Starship pilot who has miraculously not exploded yet
"This is your ship?" Linden says, giving the small vessel a curious once-over as they mount the gangplank.
"Property doesn't own ships," the android says sweetly, grinning at her rolled eyes. "It is the one I arrived aboard."
Linden starts to say something else, then breaks off as they near the open hatch. "You have a coolant leak," she says instead, concerned. "Can you smell that?"
"It's fine," the android says. "It's not even that toxic to humans. I picked up a drum of it to top up."
"It's a sealed loop," Linden says. "It shouldn't need topping up. And it's flammable."
"I'm going," the android says, less brightly, "three more hops. That's exactly how long I need the ship to hold out. It's fine."
"It won't be fine if you have an explosion on board!"
It shrugs defensively. "I don't particularly need to breathe."

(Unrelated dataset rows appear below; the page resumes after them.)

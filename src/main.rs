mod config;
mod engine;
mod models;
mod source;
mod types;

use std::io::{stderr, stdout, BufWriter, Write};
use std::process::exit;
use std::sync::Arc;
use std::time::Instant;

use anyhow::Result;
use tracing::info;
use tracing::level_filters::LevelFilter;
use tracing_subscriber::layer::SubscriberExt;
use tracing_subscriber::util::SubscriberInitExt;
use tracing_subscriber::{fmt, Layer};

use crate::config::{Config, OutputFormat, USAGE};
use crate::engine::ReconciliationEngine;
use crate::models::ReconciliationReport;
use crate::source::CsvRecordSource;

#[tokio::main]
async fn main() -> Result<()> {
    let config = match Config::from_args(std::env::args().skip(1)) {
        Ok(config) => config,
        Err(error) => {
            eprintln!("{error}\n");
            eprintln!("{USAGE}");
            exit(1);
        }
    };

    setup_logging(config.log_level);

    let mut engine = ReconciliationEngine::new(Arc::new(CsvRecordSource::new()));

    if let Some(limit) = config.load_timeout {
        engine = engine.with_load_timeout(limit);
    }

    let timer = Instant::now();
    let report = engine.run(&config.system_path, &config.bank_paths, config.range).await?;
    let duration = timer.elapsed();

    info!("Reconciled in: {duration:?}");

    write_report_to_stdout(&report, config.format)?;

    Ok(())
}

fn setup_logging(level: LevelFilter) {
    //NOTE: stdout carries the report, so logging goes to stderr
    let terminal_log = fmt::layer()
        .with_target(false)
        .with_writer(stderr)
        .with_filter(level);

    tracing_subscriber::registry()
        .with(terminal_log)
        .init();
}

fn write_report_to_stdout(report: &ReconciliationReport, format: OutputFormat) -> Result<()> {
    let mut output = BufWriter::new(stdout().lock());

    match format {
        OutputFormat::Text => report.write_summary(&mut output)?,
        OutputFormat::Json => {
            serde_json::to_writer_pretty(&mut output, report)?;
            writeln!(output)?;
        }
    }

    output.flush()?;

    Ok(())
}
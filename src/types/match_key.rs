use chrono::NaiveDate;
use rust_decimal::Decimal;
use std::fmt;
use std::fmt::{Display, Formatter};

use crate::types::calendar::DATE_FORMAT;

const KEY_DECIMAL_PLACES: u32 = 2;

/// Lookup key pairing a calendar day with an amount rounded to cents.
///
/// The key only drives candidate lookup. Discrepancies are always computed
/// from the full-precision amounts of the records themselves.
#[derive(Debug, Clone, Copy, Eq, PartialEq, Hash)]
pub struct MatchKey {
    date: NaiveDate,
    amount: Decimal
}

impl MatchKey {
    pub fn new(date: NaiveDate, amount: Decimal) -> Self {
        //NOTE: normalize() strips trailing zeros so 100, 100.0 and 100.00 produce identical keys
        Self {
            date,
            amount: amount.round_dp(KEY_DECIMAL_PLACES).normalize()
        }
    }
}

impl Display for MatchKey {
    fn fmt(&self, formatter: &mut Formatter<'_>) -> fmt::Result {
        write!(formatter, "{}_{:.2}", self.date.format(DATE_FORMAT), self.amount)
    }
}
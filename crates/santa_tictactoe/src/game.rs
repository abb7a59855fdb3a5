//! Round state machine.
//!
//! [`Game`] owns the board, the turn and the outcome of the current round.
//! The user moves through [`Game::select_cell`]; Santa moves when the front
//! end calls [`Game::advance_santa`] (directly, or through a
//! [`SantaTicket`] after a delay). Every reset starts a new round with the
//! other side opening.

use super::action::{Move, MoveRejection};
use super::contracts::{LegalMove, RoundInProgress};
use super::invariants::{InvariantSet, RoundInvariants};
use super::opponent::{Opponent, Santa, SantaMove};
use super::rules::evaluate;
use super::{Board, Outcome, Position, Side};
use derive_getters::Getters;
use derive_new::new;
use serde::{Deserialize, Serialize};
use tracing::{debug, info, instrument, warn};

/// Read-only view of a round for rendering.
#[derive(Debug, Clone, Copy, PartialEq, Eq, Serialize, Deserialize, Getters, new)]
pub struct Snapshot {
    /// The board.
    board: Board,
    /// Side to move (the last mover once the round is over).
    turn: Side,
    /// Round outcome.
    outcome: Outcome,
    /// Round counter, 0 for the first round.
    round: u64,
}

/// Proof that Santa was due at a given round and ply.
///
/// Taken with [`Game::schedule_santa`] before a thinking delay and redeemed
/// with [`Game::advance_santa_for`]. A ticket from before a reset, or from
/// before another move, is rejected.
#[derive(Debug, Clone, Copy, PartialEq, Eq, Hash)]
pub struct SantaTicket {
    round: u64,
    ply: usize,
}

impl SantaTicket {
    /// Round the ticket was issued in.
    pub fn round(&self) -> u64 {
        self.round
    }
}

#[derive(Debug, Clone)]
struct RoundState {
    starter: Side,
    board: Board,
    turn: Side,
    outcome: Outcome,
    history: Vec<Move>,
}

impl RoundState {
    fn new(starter: Side) -> Self {
        Self {
            starter,
            board: Board::new(),
            turn: starter,
            outcome: Outcome::InProgress,
            history: Vec::new(),
        }
    }

    fn snapshot(&self, round: u64) -> Snapshot {
        Snapshot::new(self.board, self.turn, self.outcome, round)
    }

    /// Applies a move that already passed [`LegalMove`].
    fn apply(&mut self, mov: Move) {
        self.board = self.board.with(mov.position, mov.side);
        self.history.push(mov);
        self.outcome = evaluate(&self.board);
        if !self.outcome.is_terminal() {
            self.turn = mov.side.other();
        }
    }
}

/// Santa tic-tac-toe game: the current round plus the round counter.
///
/// Rounds with an even counter open with the Player, odd ones with Santa.
/// Invalid requests return a [`MoveRejection`] and leave the game exactly
/// as it was.
#[derive(Debug, Clone)]
pub struct Game<O = Santa> {
    state: RoundState,
    round: u64,
    last_santa_move: Option<SantaMove>,
    opponent: O,
}

impl Game<Santa> {
    /// Creates a game against Santa seeded from the operating system.
    #[instrument]
    pub fn new() -> Self {
        Self::with_opponent(Santa::from_os_rng())
    }
}

impl Default for Game<Santa> {
    fn default() -> Self {
        Self::new()
    }
}

impl<O> Game<O> {
    /// Creates a game at round 0 (Player opens) against the given opponent.
    pub fn with_opponent(opponent: O) -> Self {
        Self {
            state: RoundState::new(Self::starter_for(0)),
            round: 0,
            last_santa_move: None,
            opponent,
        }
    }

    /// Builds a game in an arbitrary state, bypassing every check.
    #[cfg(test)]
    pub(crate) fn from_parts(
        starter: Side,
        board: Board,
        turn: Side,
        history: Vec<Move>,
        opponent: O,
    ) -> Self {
        Self {
            state: RoundState {
                starter,
                board,
                turn,
                outcome: evaluate(&board),
                history,
            },
            round: 0,
            last_santa_move: None,
            opponent,
        }
    }

    fn starter_for(round: u64) -> Side {
        if round % 2 == 0 {
            Side::Player
        } else {
            Side::Santa
        }
    }

    /// Current board.
    pub fn board(&self) -> &Board {
        &self.state.board
    }

    /// Side to move.
    pub fn turn(&self) -> Side {
        self.state.turn
    }

    /// Current outcome.
    pub fn outcome(&self) -> Outcome {
        self.state.outcome
    }

    /// Round counter.
    pub fn round(&self) -> u64 {
        self.round
    }

    /// Side that opened the current round.
    pub fn starting_side(&self) -> Side {
        self.state.starter
    }

    /// Moves of the current round, oldest first.
    pub fn history(&self) -> &[Move] {
        &self.state.history
    }

    /// Santa's most recent move this round.
    pub fn last_santa_move(&self) -> Option<SantaMove> {
        self.last_santa_move
    }

    /// The opponent.
    pub fn opponent(&self) -> &O {
        &self.opponent
    }

    /// Read-only view for rendering.
    pub fn snapshot(&self) -> Snapshot {
        self.state.snapshot(self.round)
    }

    /// True when the round is open and Santa is to move.
    pub fn is_santa_due(&self) -> bool {
        self.state.outcome == Outcome::InProgress && self.state.turn == Side::Santa
    }

    /// Takes a ticket for Santa's pending move, if Santa is due.
    pub fn schedule_santa(&self) -> Option<SantaTicket> {
        self.is_santa_due().then(|| SantaTicket {
            round: self.round,
            ply: self.state.history.len(),
        })
    }

    /// Starts a new round. The side that did not open the previous round opens this one.
    #[instrument(skip(self), fields(previous_round = self.round))]
    pub fn reset_round(&mut self) -> Snapshot {
        self.round += 1;
        self.state = RoundState::new(Self::starter_for(self.round));
        self.last_santa_move = None;
        info!(round = self.round, starter = %self.state.turn, "New round");
        self.snapshot()
    }

    /// Rebuilds the current round from an empty board, `starter` moving
    /// first and sides alternating, without consulting the opponent.
    ///
    /// The round counter is unchanged. All or nothing: if any position is
    /// illegal the game is left untouched.
    #[instrument(skip(self), fields(round = self.round))]
    pub fn replay(
        &mut self,
        starter: Side,
        positions: &[Position],
    ) -> Result<Snapshot, MoveRejection> {
        let mut staged = RoundState::new(starter);
        for &position in positions {
            let mov = Move::new(staged.turn, position);
            LegalMove::check(&mov, &staged.snapshot(self.round))?;
            staged.apply(mov);
        }
        self.state = staged;
        self.last_santa_move = None;
        self.check_invariants();
        debug!(moves = positions.len(), outcome = %self.state.outcome, "Replayed moves");
        Ok(self.snapshot())
    }

    fn check_invariants(&self) {
        if cfg!(debug_assertions) {
            let result = RoundInvariants::check_all(self);
            if let Err(violations) = &result {
                for violation in violations {
                    warn!(%violation, "Round invariant violated");
                }
            }
            debug_assert!(result.is_ok(), "Round invariants violated: {:?}", result);
        }
    }
}

impl<O: Opponent> Game<O> {
    /// Places the Player's mark at `pos`.
    ///
    /// Legal only while the round is open, on the Player's turn and on an
    /// empty square. When the round stays open the turn passes to Santa.
    #[instrument(skip(self), fields(round = self.round))]
    pub fn select_cell(&mut self, pos: Position) -> Result<Snapshot, MoveRejection> {
        let mov = Move::new(Side::Player, pos);
        if let Err(reason) = LegalMove::check(&mov, &self.snapshot()) {
            debug!(%reason, "Ignoring player move");
            return Err(reason);
        }

        self.state.apply(mov);
        self.check_invariants();
        debug!(%mov, outcome = %self.state.outcome, "Player moved");
        Ok(self.snapshot())
    }

    /// Index form of [`Game::select_cell`]; indices outside 0-8 are rejected.
    pub fn select_index(&mut self, index: usize) -> Result<Snapshot, MoveRejection> {
        let pos = Position::from_index(index).ok_or(MoveRejection::OutOfBounds(index))?;
        self.select_cell(pos)
    }

    /// Asks the opponent for one move and applies it.
    ///
    /// Legal only while the round is open on Santa's turn.
    #[instrument(skip(self), fields(round = self.round))]
    pub fn advance_santa(&mut self) -> Result<Snapshot, MoveRejection> {
        let snapshot = self.snapshot();
        RoundInProgress::check(&snapshot)?;
        if self.state.turn != Side::Santa {
            return Err(MoveRejection::NotYourTurn(Side::Santa));
        }

        let choice = self
            .opponent
            .choose_move(&self.state.board)
            .ok_or(MoveRejection::NoMoveAvailable)?;
        let mov = Move::new(Side::Santa, *choice.position());
        LegalMove::check(&mov, &snapshot)?;

        self.state.apply(mov);
        self.last_santa_move = Some(choice);
        self.check_invariants();
        debug!(%mov, difficulty = %choice.difficulty(), outcome = %self.state.outcome, "Santa moved");
        Ok(self.snapshot())
    }

    /// Redeems a ticket from [`Game::schedule_santa`].
    ///
    /// Rejects with `StaleTicket` when a reset or another move happened since
    /// the ticket was taken.
    #[instrument(skip(self), fields(round = self.round))]
    pub fn advance_santa_for(&mut self, ticket: SantaTicket) -> Result<Snapshot, MoveRejection> {
        if ticket.round != self.round || ticket.ply != self.state.history.len() {
            debug!(?ticket, "Dropping stale Santa move");
            return Err(MoveRejection::StaleTicket);
        }
        self.advance_santa()
    }
}
//! Config file loading tests.

use santa_games::GameConfig;
use std::io::Write;
use std::path::PathBuf;
use tempfile::NamedTempFile;

fn write_config(content: &str) -> NamedTempFile {
    let mut file = NamedTempFile::new().expect("temp file");
    file.write_all(content.as_bytes()).expect("write config");
    file
}

#[test]
fn test_loads_full_config() {
    let file = write_config(
        r#"
think_delay_min_ms = 100
think_delay_jitter_ms = 50
log_file = "elves.log"
seed = 2024
"#,
    );
    let config = GameConfig::from_file(file.path()).expect("valid config");
    assert_eq!(*config.think_delay_min_ms(), 100);
    assert_eq!(*config.think_delay_jitter_ms(), 50);
    assert_eq!(config.log_file(), &PathBuf::from("elves.log"));
    assert_eq!(*config.seed(), Some(2024));
}

#[test]
fn test_missing_keys_use_defaults() {
    let file = write_config("seed = 1\n");
    let config = GameConfig::from_file(file.path()).expect("valid config");
    assert_eq!(*config.think_delay_min_ms(), 450);
    assert_eq!(*config.think_delay_jitter_ms(), 250);
    assert_eq!(config.log_file(), &PathBuf::from("santa_games.log"));
}

#[test]
fn test_missing_file_falls_back_to_defaults() {
    let dir = tempfile::tempdir().expect("temp dir");
    let config = GameConfig::load_or_default(dir.path().join("absent.toml")).expect("defaults");
    assert_eq!(config, GameConfig::default());
}

#[test]
fn test_from_file_reports_missing_file() {
    let dir = tempfile::tempdir().expect("temp dir");
    let err = GameConfig::from_file(dir.path().join("absent.toml")).unwrap_err();
    assert!(err.message.contains("Failed to read config file"));
}

#[test]
fn test_bad_toml_is_an_error() {
    let file = write_config("think_delay_min_ms = \"soon\"\n");
    let err = GameConfig::load_or_default(file.path()).unwrap_err();
    assert!(err.message.contains("Failed to parse config"));
    assert!(err.to_string().starts_with("Config error:"));
}

#[test]
fn test_seeded_configs_build_identical_santas() {
    use santa_tictactoe::{Board, Opponent};

    let file = write_config("seed = 5\n");
    let config = GameConfig::from_file(file.path()).expect("valid config");
    let mut a = config.santa();
    let mut b = config.santa();
    let board = Board::new();
    for _ in 0..5 {
        assert_eq!(a.choose_move(&board), b.choose_move(&board));
    }
}
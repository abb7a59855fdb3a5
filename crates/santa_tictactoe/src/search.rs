//! Depth-limited minimax from Santa's point of view.

use crate::rules::evaluate;
use crate::{Board, Outcome, Position, Side};
use serde::{Deserialize, Serialize};

/// Score of a Santa win found at depth 0. Wins found deeper score less.
pub const WIN_SCORE: i32 = 10;

/// Result of a search: the best score and the move reaching it.
#[derive(Debug, Clone, Copy, PartialEq, Eq, Serialize, Deserialize, derive_getters::Getters)]
pub struct SearchResult {
    /// Score from Santa's point of view (positive favours Santa).
    score: i32,
    /// Best move for the side to move, `None` at a leaf.
    best: Option<Position>,
}

impl SearchResult {
    fn leaf(score: i32) -> Self {
        Self { score, best: None }
    }
}

/// Scores `board` with `to_move` about to play.
///
/// Santa wins score `WIN_SCORE - depth` so faster wins are preferred, Player
/// wins score `depth - WIN_SCORE` so losses are delayed, and draws score 0.
/// Once `depth >= max_depth` an unfinished position scores 0. Santa
/// maximises, the Player minimises, and ties keep the lowest index.
///
/// Children are explored on copies of the board; `board` itself is never
/// modified.
pub fn minimax(board: &Board, to_move: Side, depth: u8, max_depth: u8) -> SearchResult {
    match evaluate(board) {
        Outcome::SantaWon => return SearchResult::leaf(WIN_SCORE - i32::from(depth)),
        Outcome::PlayerWon => return SearchResult::leaf(i32::from(depth) - WIN_SCORE),
        Outcome::Drawn => return SearchResult::leaf(0),
        Outcome::InProgress => {}
    }
    if depth >= max_depth {
        return SearchResult::leaf(0);
    }

    let maximising = to_move == Side::Santa;
    let mut best_score = if maximising { i32::MIN } else { i32::MAX };
    let mut best = None;

    for pos in board.empty_positions() {
        let child = board.with(pos, to_move);
        let score = minimax(&child, to_move.other(), depth + 1, max_depth).score;

        let improves = if maximising {
            score > best_score
        } else {
            score < best_score
        };
        if improves {
            best_score = score;
            best = Some(pos);
        }
    }

    SearchResult {
        score: best_score,
        best,
    }
}
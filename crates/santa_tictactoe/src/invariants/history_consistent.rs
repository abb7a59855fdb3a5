//! History consistency: the board is exactly the history's marks.

use super::Invariant;
use crate::{Board, Game};

/// Replaying the history onto an empty board yields the current board.
pub struct HistoryConsistentInvariant;

impl<O> Invariant<Game<O>> for HistoryConsistentInvariant {
    fn holds(game: &Game<O>) -> bool {
        let mut rebuilt = Board::new();
        for mov in game.history() {
            if rebuilt.is_occupied(mov.position) {
                return false;
            }
            rebuilt = rebuilt.with(mov.position, mov.side);
        }
        rebuilt == *game.board()
    }

    fn description() -> &'static str {
        "Board matches the recorded moves"
    }
}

"Your heat management isn't designed for vacuum." She shakes her head. "And — assuming the only damage was venting the hull, which is not good risk management — that would still effectively turn the ship into a random, uncontrolled reaction mass thruster. Who knows whether you'd still get to the end of the hop?"
"I am going," the android says, "to plug the recesses in the drive case where I can see coolant dripping out, with tampons, and I am going to leave this planet, and whether I get anywhere is not your problem."
"Dripping?" Linden says, voice rising with horror, and stares at the android, which stares back.
"It's a figure of speech!" it says, and attempts to herd her away from the threshold of the hatch and back down the plank.